------ Data for review ------
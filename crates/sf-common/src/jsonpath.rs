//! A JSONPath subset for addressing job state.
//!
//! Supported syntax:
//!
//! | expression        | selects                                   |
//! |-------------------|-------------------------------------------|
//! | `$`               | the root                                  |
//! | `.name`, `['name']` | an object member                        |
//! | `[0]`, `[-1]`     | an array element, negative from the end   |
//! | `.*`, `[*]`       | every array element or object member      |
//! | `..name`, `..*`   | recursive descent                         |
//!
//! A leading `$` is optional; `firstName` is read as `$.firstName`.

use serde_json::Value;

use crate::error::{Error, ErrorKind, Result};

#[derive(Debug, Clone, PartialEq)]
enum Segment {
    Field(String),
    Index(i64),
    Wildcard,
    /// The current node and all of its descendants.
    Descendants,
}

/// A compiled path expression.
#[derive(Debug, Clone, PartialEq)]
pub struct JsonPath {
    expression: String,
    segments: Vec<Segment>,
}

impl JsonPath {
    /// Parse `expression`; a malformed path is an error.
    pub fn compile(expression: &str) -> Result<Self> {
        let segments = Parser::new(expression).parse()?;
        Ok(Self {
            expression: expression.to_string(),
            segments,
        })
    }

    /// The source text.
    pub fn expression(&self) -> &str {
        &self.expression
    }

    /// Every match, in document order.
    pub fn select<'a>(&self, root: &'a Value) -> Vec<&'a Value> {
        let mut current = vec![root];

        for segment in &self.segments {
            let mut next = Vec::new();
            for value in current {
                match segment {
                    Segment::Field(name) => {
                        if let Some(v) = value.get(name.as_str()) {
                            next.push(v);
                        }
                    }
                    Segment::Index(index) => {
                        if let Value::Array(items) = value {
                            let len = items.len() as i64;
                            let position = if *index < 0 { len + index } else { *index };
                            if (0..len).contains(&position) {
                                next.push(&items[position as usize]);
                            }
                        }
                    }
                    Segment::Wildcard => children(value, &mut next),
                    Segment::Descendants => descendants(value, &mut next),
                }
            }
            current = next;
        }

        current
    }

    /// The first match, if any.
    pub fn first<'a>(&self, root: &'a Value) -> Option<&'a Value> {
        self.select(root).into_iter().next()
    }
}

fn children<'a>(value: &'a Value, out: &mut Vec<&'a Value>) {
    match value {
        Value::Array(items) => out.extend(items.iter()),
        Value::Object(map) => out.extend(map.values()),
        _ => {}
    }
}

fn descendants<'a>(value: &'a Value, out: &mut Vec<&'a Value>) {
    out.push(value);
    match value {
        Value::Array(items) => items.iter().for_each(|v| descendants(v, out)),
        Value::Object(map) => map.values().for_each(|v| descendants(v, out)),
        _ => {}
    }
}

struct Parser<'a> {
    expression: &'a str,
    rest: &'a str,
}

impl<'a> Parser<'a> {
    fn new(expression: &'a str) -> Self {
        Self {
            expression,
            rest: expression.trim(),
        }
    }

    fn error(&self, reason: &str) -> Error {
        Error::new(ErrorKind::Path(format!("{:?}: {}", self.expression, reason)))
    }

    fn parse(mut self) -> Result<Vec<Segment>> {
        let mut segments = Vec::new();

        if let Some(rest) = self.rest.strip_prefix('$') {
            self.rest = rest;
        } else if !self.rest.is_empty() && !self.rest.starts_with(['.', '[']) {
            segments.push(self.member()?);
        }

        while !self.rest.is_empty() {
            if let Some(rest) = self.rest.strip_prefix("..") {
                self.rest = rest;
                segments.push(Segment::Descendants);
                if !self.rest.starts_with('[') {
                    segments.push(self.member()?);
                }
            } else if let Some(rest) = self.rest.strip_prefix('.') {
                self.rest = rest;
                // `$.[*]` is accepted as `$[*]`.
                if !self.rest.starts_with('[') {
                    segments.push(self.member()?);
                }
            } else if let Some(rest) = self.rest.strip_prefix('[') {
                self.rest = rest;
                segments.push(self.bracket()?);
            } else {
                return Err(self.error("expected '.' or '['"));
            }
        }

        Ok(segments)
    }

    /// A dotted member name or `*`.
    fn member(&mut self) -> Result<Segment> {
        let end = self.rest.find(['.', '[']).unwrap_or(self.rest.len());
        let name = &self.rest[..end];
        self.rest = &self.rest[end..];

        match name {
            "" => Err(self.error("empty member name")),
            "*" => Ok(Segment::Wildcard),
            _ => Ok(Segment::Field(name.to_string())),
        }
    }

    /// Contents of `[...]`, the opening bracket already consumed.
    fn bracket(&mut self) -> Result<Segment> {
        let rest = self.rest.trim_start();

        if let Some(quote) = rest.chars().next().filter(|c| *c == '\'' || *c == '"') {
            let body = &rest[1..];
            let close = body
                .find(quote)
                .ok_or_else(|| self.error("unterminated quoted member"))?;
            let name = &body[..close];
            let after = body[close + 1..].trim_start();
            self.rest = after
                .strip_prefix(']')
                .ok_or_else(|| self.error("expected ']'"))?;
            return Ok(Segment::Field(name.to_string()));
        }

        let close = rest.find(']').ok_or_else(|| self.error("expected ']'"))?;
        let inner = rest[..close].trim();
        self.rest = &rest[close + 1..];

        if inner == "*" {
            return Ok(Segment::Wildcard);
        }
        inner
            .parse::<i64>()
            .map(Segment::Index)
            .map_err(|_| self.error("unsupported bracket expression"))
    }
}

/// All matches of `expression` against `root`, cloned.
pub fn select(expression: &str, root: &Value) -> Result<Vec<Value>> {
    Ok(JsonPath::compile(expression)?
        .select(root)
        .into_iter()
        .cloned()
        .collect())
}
------
= Requirement =
Copy each line of the entries that includes the word "current".

= Response below =
    /// The current node and all of its descendants.
        let mut current = vec![root];
            for value in current {
            current = next;
        current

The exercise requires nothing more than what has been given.